▶ What is needed: Could you write out the line containing "assert_eq!(mode.index(), slot);" and all the lines below it in the data, exactly, through the final one and nothing else?

### Source information ###

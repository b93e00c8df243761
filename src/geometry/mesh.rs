//! Packed mesh buffers shared by all generated shapes.

use thiserror::Error;

/// Errors raised while constructing geometry.
#[derive(Error, Debug, Clone, PartialEq)]
pub enum MeshError {
    #[error("Invalid {what}: {value}")]
    InvalidArgument { what: &'static str, value: String },
}

/// How a mesh's index buffer is assembled into primitives.
///
/// This is a rendering hint only; the index buffer always stores triangles.
#[derive(Debug, Clone, Copy, PartialEq, Eq, Hash, Default)]
pub enum DrawMode {
    Points,
    Lines,
    LineStrip,
    #[default]
    Triangles,
}

impl DrawMode {
    pub const ALL: [DrawMode; 4] = [
        DrawMode::Points,
        DrawMode::Lines,
        DrawMode::LineStrip,
        DrawMode::Triangles,
    ];

    /// Slot of this mode inside [`DrawMode::ALL`].
    pub fn index(self) -> usize {
        match self {
            DrawMode::Points => 0,
            DrawMode::Lines => 1,
            DrawMode::LineStrip => 2,
            DrawMode::Triangles => 3,
        }
    }

    pub fn topology(self) -> wgpu::PrimitiveTopology {
        match self {
            DrawMode::Points => wgpu::PrimitiveTopology::PointList,
            DrawMode::Lines => wgpu::PrimitiveTopology::LineList,
            DrawMode::LineStrip => wgpu::PrimitiveTopology::LineStrip,
            DrawMode::Triangles => wgpu::PrimitiveTopology::TriangleList,
        }
    }
}

/// Immutable geometry snapshot ready for upload.
///
/// `positions` and `normals` hold four floats per vertex, `indices` three
/// vertex indices per triangle.
#[derive(Debug, Clone, PartialEq)]
pub struct Mesh {
    pub indices: Vec<u32>,
    pub positions: Vec<[f32; 4]>,
    pub normals: Vec<[f32; 4]>,
    pub draw_mode: DrawMode,
}

impl Mesh {
    pub fn vertex_count(&self) -> usize {
        self.positions.len()
    }

    pub fn triangle_count(&self) -> usize {
        self.indices.len() / 3
    }

    /// Number of indices submitted per draw call.
    pub fn element_count(&self) -> u32 {
        self.indices.len() as u32
    }

    /// Triangle `t` as an index triple.
    pub fn triangle(&self, t: usize) -> [u32; 3] {
        let base = t * 3;
        [self.indices[base], self.indices[base + 1], self.indices[base + 2]]
    }

    /// Check the structural invariants every generator must uphold.
    pub fn validate(&self) -> bool {
        self.indices.len() % 3 == 0
            && self.positions.len() == self.normals.len()
            && self
                .indices
                .iter()
                .all(|&i| (i as usize) < self.positions.len())
    }

    pub fn with_draw_mode(mut self, draw_mode: DrawMode) -> Self {
        self.draw_mode = draw_mode;
        self
    }
}

#[cfg(test)]
mod tests {
    use super::*;

    fn triangle_mesh() -> Mesh {
        Mesh {
            indices: vec![0, 1, 2],
            positions: vec![
                [0.0, 0.0, 0.0, 1.0],
                [1.0, 0.0, 0.0, 1.0],
                [0.0, 1.0, 0.0, 1.0],
            ],
            normals: vec![[0.0, 0.0, 1.0, 0.0]; 3],
            draw_mode: DrawMode::Triangles,
        }
    }

    #[test]
    fn test_counts() {
        let mesh = triangle_mesh();
        assert_eq!(mesh.vertex_count(), 3);
        assert_eq!(mesh.triangle_count(), 1);
        assert_eq!(mesh.element_count(), 3);
        assert_eq!(mesh.triangle(0), [0, 1, 2]);
        assert!(mesh.validate());
    }

    #[test]
    fn test_validate_rejects_out_of_range_index() {
        let mut mesh = triangle_mesh();
        mesh.indices[2] = 3;
        assert!(!mesh.validate());
    }

    #[test]
    fn test_draw_mode_slots_are_unique() {
        for (slot, mode) in DrawMode::ALL.iter().enumerate() {
            assert_eq!(mode.index(), slot);
        }
        assert_eq!(
            DrawMode::LineStrip.topology(),
            wgpu::PrimitiveTopology::LineStrip
        );
    }
}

###

▶ Result:
            assert_eq!(mode.index(), slot);
        }
        assert_eq!(
            DrawMode::LineStrip.topology(),
            wgpu::PrimitiveTopology::LineStrip
        );
    }
}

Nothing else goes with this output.